_Task objective_:
Can you return the records below exactly as they stand, but only from the first line through the one with "Whole data set"?

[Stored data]
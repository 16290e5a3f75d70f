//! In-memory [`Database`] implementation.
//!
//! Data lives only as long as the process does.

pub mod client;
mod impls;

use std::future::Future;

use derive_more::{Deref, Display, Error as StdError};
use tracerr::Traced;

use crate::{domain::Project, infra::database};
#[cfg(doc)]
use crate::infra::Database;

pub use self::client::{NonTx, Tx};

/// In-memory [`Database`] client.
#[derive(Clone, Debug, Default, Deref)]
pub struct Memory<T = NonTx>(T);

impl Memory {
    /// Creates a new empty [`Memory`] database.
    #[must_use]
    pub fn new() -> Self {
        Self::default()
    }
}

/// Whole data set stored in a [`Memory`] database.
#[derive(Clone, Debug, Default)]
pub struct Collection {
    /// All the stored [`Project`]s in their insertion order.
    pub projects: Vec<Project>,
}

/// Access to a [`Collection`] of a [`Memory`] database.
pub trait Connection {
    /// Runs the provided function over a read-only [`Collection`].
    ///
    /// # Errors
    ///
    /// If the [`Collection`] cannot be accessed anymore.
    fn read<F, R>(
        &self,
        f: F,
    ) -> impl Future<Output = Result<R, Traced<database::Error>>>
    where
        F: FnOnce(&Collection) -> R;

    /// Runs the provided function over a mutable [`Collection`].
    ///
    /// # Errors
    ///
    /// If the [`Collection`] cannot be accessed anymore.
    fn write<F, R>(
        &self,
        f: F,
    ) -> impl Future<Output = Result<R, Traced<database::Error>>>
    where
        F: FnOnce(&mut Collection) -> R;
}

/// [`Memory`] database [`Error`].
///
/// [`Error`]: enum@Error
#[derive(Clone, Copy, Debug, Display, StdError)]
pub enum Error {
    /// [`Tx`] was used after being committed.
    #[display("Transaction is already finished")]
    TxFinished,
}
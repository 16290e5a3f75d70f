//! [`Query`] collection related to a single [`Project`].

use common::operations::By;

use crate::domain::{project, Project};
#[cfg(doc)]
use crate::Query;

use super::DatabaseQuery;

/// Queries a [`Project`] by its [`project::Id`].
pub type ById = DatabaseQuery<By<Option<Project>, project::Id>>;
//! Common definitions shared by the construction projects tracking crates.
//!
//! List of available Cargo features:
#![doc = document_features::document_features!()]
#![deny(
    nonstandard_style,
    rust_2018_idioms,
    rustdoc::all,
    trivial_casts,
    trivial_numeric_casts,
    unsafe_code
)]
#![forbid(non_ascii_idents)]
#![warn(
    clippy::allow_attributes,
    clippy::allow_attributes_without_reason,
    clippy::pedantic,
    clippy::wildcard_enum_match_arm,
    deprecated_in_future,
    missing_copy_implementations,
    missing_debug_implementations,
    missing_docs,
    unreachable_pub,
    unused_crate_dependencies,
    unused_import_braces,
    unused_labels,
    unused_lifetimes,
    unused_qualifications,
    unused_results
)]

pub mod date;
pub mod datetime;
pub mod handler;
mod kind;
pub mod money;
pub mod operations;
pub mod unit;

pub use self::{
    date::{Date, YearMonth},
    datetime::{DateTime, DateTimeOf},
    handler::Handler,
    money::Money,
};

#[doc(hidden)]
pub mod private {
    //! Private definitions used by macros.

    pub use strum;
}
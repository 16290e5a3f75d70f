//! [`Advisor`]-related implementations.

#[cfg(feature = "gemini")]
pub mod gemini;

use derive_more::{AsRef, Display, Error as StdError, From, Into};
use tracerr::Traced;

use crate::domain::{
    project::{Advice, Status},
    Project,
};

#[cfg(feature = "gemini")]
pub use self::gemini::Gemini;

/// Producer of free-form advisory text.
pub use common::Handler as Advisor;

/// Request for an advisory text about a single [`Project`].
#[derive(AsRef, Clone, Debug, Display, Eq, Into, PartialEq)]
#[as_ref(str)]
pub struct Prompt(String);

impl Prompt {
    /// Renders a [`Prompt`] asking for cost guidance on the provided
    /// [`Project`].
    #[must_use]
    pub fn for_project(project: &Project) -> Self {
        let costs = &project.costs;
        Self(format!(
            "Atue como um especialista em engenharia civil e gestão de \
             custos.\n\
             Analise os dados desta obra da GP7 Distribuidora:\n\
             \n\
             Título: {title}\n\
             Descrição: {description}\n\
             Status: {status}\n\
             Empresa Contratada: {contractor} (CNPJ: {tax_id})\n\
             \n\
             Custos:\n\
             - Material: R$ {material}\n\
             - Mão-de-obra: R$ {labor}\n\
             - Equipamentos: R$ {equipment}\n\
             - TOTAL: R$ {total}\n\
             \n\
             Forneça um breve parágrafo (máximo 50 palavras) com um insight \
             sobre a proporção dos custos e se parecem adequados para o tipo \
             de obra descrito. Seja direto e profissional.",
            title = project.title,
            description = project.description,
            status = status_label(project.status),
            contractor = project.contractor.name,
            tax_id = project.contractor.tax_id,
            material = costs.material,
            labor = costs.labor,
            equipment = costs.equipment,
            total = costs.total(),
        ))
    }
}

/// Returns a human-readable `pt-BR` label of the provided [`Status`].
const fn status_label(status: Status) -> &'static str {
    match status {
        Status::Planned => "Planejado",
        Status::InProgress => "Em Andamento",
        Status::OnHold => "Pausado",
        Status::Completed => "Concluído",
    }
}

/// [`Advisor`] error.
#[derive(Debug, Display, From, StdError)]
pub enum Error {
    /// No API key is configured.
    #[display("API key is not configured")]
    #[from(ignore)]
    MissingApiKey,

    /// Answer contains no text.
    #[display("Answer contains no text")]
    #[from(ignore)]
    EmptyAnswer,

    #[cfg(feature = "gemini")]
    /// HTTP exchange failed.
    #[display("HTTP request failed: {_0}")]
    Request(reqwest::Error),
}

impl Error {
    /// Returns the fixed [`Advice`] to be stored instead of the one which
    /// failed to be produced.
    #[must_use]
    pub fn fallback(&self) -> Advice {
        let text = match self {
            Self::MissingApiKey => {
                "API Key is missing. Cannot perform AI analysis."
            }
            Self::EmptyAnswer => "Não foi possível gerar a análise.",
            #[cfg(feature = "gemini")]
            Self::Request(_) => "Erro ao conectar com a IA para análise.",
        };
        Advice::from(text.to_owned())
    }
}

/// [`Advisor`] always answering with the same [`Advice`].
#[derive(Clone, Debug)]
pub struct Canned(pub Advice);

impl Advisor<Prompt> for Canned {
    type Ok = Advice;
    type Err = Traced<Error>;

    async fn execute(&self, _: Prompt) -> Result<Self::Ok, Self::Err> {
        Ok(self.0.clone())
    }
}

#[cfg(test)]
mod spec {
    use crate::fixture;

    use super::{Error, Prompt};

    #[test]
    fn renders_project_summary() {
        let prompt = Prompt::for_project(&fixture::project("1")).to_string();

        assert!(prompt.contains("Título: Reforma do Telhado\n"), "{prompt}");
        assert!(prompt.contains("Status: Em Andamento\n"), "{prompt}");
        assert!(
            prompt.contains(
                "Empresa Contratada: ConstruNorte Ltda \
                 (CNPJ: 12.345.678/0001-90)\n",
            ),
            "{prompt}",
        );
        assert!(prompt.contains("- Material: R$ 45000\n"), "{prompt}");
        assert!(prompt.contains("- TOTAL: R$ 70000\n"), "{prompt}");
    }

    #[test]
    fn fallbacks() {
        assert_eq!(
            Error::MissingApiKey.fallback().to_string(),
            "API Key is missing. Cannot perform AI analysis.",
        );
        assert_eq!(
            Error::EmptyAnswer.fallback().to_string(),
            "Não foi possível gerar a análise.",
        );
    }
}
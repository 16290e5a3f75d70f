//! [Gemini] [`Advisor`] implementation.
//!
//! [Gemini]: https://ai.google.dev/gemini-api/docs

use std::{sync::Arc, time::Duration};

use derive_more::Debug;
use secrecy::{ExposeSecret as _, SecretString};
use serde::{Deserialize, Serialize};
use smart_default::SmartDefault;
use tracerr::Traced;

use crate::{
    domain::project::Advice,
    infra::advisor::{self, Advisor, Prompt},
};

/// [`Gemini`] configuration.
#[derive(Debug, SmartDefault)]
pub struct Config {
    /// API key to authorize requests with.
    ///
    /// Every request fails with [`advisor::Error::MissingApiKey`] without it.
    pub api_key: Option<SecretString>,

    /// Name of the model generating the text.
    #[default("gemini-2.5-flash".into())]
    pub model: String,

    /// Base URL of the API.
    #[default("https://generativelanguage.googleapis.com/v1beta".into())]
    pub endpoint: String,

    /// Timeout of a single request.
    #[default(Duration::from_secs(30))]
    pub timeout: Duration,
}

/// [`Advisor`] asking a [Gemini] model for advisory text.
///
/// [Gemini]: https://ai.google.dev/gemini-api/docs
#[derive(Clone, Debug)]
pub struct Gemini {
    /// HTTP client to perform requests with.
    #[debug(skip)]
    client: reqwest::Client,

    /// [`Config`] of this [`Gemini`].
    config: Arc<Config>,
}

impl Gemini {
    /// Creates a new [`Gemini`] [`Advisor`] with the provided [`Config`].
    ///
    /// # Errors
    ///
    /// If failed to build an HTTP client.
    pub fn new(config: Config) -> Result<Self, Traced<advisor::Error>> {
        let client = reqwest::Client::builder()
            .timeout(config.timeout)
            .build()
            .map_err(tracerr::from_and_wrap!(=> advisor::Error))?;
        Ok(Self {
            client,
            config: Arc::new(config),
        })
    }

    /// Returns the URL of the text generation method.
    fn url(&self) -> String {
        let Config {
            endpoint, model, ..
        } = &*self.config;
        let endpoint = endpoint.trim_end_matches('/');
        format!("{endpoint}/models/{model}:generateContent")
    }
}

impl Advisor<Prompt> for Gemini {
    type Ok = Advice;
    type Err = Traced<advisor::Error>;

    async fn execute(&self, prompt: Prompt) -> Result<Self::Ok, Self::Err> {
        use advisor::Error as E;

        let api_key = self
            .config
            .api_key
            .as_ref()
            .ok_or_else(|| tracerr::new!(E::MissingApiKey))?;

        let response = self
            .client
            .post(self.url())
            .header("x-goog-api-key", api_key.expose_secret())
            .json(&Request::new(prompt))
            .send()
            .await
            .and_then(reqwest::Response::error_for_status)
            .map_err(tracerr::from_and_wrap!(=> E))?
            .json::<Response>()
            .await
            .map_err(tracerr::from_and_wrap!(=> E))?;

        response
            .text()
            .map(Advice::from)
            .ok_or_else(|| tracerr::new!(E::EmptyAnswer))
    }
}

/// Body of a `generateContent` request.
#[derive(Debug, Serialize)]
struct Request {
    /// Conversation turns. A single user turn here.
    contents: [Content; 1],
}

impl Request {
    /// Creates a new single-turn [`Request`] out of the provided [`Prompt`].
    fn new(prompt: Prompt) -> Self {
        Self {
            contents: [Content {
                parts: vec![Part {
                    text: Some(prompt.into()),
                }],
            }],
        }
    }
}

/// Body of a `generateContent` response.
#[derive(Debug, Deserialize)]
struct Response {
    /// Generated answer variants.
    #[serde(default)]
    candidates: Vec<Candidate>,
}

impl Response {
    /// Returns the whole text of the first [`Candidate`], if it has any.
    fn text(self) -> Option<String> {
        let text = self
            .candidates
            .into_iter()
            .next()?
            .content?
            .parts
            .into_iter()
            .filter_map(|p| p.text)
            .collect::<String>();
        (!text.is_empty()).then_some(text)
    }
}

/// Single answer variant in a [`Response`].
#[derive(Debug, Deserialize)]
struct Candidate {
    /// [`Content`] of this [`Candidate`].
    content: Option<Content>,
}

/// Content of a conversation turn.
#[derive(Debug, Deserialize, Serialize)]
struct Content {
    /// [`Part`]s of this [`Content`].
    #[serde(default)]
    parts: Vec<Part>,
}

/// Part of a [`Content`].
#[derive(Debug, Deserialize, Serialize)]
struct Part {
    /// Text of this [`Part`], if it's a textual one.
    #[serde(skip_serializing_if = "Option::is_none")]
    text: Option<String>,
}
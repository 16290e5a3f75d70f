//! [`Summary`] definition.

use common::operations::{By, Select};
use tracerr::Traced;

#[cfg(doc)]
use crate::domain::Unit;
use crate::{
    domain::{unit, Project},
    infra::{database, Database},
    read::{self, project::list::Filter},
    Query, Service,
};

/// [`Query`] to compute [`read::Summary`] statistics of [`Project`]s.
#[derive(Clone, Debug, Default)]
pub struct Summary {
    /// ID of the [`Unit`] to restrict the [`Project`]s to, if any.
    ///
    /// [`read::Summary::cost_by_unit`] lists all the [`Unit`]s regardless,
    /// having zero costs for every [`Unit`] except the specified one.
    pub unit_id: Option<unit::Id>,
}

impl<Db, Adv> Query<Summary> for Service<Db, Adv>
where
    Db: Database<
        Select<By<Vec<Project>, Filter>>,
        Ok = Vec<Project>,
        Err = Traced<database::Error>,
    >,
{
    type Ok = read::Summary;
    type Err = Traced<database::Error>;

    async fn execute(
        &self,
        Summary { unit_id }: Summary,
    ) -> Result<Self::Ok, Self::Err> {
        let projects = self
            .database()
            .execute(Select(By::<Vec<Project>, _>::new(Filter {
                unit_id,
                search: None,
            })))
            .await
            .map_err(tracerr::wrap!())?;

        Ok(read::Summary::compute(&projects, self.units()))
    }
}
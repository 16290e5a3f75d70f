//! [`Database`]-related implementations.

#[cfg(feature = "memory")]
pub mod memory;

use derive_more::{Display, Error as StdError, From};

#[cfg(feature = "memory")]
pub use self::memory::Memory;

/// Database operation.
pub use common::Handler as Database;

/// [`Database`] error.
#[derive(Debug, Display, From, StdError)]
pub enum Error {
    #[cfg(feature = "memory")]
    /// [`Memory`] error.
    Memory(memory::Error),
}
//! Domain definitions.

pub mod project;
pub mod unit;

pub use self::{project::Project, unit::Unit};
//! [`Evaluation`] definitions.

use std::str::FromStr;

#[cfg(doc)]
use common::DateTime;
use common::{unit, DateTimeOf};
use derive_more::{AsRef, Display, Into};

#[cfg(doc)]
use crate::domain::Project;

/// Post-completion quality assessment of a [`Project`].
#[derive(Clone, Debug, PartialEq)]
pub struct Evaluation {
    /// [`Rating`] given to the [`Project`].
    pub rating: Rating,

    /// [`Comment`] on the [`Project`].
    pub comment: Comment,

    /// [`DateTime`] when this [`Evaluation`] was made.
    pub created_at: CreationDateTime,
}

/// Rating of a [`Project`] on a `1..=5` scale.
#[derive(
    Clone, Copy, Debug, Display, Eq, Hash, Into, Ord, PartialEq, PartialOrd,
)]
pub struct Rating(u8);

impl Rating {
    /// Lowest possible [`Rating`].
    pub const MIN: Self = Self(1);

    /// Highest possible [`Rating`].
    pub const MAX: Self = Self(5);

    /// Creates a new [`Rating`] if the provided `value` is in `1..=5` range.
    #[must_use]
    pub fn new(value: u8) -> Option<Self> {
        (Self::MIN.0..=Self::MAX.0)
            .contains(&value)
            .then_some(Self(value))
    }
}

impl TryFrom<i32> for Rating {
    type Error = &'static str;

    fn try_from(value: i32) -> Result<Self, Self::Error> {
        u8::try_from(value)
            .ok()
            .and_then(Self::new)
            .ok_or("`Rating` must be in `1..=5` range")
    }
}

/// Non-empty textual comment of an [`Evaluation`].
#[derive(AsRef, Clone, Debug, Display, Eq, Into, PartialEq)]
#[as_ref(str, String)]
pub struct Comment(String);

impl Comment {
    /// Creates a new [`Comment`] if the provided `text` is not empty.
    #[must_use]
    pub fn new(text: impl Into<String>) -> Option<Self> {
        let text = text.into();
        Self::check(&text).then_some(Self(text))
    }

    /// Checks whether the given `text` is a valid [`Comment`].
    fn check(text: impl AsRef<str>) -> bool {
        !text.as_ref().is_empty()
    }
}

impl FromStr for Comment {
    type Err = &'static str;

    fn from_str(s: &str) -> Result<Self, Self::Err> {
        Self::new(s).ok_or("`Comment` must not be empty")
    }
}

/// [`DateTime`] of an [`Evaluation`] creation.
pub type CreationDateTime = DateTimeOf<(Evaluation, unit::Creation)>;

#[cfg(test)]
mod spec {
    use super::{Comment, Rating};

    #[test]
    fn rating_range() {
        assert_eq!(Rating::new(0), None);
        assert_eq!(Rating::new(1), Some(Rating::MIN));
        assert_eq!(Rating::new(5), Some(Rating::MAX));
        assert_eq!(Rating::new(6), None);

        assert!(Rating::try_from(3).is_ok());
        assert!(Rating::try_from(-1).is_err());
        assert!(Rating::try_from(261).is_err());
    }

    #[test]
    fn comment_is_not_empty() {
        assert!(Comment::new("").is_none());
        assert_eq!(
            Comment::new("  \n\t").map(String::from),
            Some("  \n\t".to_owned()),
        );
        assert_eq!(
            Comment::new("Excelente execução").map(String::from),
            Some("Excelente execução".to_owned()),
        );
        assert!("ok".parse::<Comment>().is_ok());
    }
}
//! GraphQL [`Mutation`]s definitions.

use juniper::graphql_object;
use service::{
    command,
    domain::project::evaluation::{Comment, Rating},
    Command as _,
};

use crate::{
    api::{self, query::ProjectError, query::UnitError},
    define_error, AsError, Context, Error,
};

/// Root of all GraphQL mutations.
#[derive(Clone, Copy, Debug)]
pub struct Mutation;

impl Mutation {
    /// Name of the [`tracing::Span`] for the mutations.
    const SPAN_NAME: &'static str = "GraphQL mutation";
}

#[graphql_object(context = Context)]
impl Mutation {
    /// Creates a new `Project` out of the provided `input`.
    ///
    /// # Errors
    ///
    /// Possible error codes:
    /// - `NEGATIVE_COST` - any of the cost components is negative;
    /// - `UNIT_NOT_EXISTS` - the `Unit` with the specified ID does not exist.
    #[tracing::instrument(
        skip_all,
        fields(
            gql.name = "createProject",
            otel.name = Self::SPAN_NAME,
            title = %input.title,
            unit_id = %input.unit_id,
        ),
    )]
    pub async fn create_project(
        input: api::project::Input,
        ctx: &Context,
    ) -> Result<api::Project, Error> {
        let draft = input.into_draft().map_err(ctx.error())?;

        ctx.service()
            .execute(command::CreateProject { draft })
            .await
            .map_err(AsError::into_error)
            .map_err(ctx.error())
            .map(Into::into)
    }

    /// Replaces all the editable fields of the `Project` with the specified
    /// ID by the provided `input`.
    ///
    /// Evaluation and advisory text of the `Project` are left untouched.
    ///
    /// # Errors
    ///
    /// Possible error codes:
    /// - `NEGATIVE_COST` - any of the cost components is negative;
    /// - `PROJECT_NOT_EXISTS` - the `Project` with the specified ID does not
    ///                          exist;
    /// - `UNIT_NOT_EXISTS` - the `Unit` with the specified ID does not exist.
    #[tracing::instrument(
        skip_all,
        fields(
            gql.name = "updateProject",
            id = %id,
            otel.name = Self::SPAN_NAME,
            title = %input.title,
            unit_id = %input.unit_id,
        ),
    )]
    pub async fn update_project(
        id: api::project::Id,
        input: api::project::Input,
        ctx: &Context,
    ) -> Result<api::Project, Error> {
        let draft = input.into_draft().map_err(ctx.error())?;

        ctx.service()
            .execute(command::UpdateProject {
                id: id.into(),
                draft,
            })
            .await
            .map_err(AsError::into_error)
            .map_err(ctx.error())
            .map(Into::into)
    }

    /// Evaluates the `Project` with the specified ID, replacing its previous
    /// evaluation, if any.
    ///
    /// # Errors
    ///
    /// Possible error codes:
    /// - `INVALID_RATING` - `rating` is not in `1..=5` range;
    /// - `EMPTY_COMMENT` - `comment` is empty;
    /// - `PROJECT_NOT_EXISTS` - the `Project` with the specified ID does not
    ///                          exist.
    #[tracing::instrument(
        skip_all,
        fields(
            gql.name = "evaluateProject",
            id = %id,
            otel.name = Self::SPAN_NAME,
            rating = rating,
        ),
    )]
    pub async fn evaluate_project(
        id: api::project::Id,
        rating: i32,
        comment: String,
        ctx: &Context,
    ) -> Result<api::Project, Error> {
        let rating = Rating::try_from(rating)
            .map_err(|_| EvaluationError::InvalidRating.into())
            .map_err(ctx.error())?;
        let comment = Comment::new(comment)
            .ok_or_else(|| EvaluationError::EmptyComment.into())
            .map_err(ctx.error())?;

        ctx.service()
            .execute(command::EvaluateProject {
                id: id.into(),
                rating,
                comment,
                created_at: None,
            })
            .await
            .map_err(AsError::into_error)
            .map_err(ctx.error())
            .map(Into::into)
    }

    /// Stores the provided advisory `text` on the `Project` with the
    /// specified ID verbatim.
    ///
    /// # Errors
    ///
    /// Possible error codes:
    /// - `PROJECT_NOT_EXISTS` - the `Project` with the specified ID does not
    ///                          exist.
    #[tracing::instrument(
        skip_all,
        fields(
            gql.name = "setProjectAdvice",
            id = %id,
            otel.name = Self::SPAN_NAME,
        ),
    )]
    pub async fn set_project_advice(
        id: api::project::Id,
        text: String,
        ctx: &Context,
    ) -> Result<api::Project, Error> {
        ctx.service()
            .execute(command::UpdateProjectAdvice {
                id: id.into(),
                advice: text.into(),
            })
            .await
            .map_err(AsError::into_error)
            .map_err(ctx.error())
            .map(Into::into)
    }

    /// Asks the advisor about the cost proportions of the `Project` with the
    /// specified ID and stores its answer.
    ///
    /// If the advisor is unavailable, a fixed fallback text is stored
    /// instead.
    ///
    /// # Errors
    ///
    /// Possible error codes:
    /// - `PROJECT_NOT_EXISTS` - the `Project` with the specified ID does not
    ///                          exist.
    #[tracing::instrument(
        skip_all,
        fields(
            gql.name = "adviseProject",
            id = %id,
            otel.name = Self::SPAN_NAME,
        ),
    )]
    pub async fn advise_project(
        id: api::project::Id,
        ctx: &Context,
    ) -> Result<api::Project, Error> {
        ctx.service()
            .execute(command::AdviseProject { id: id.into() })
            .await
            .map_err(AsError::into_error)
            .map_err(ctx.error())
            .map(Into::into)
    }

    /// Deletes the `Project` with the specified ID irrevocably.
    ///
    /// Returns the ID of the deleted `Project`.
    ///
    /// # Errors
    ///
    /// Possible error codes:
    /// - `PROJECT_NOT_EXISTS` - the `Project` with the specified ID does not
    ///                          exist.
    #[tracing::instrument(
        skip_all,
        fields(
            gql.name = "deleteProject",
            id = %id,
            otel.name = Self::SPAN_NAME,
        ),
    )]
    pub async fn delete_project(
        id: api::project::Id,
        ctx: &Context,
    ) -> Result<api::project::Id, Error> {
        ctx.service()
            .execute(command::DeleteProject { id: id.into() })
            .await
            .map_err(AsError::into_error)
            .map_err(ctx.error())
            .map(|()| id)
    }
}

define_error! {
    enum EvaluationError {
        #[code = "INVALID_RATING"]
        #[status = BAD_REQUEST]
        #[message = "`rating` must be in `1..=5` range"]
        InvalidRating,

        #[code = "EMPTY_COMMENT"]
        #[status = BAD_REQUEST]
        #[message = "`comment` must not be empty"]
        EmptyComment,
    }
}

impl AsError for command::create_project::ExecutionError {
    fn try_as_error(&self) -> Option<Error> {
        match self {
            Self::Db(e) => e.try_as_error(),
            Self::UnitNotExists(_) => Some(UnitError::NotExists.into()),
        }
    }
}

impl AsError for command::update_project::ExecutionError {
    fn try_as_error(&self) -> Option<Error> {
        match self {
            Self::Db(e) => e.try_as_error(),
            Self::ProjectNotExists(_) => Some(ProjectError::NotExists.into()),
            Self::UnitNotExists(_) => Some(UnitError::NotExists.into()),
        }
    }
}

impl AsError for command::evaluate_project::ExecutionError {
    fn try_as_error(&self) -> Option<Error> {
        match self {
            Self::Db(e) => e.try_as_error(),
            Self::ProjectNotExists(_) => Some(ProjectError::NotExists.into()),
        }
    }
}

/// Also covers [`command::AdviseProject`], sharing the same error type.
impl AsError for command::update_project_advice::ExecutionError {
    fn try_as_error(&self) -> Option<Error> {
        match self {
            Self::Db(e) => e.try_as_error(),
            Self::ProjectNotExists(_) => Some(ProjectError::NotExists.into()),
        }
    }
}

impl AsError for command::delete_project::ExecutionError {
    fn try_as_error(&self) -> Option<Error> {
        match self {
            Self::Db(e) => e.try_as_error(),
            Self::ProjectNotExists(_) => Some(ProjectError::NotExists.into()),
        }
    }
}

_Solved problem_:
repository 16290e5a3f75d70f
//! In-memory [`Database`] implementation.
//!
//! Data lives only as long as the process does.

pub mod client;
mod impls;

use std::future::Future;

use derive_more::{Deref, Display, Error as StdError};
use tracerr::Traced;

use crate::{domain::Project, infra::database};
#[cfg(doc)]
use crate::infra::Database;

pub use self::client::{NonTx, Tx};

/// In-memory [`Database`] client.
#[derive(Clone, Debug, Default, Deref)]
pub struct Memory<T = NonTx>(T);

impl Memory {
    /// Creates a new empty [`Memory`] database.
    #[must_use]
    pub fn new() -> Self {
        Self::default()
    }
}

/// Whole data set stored in a [`Memory`] database.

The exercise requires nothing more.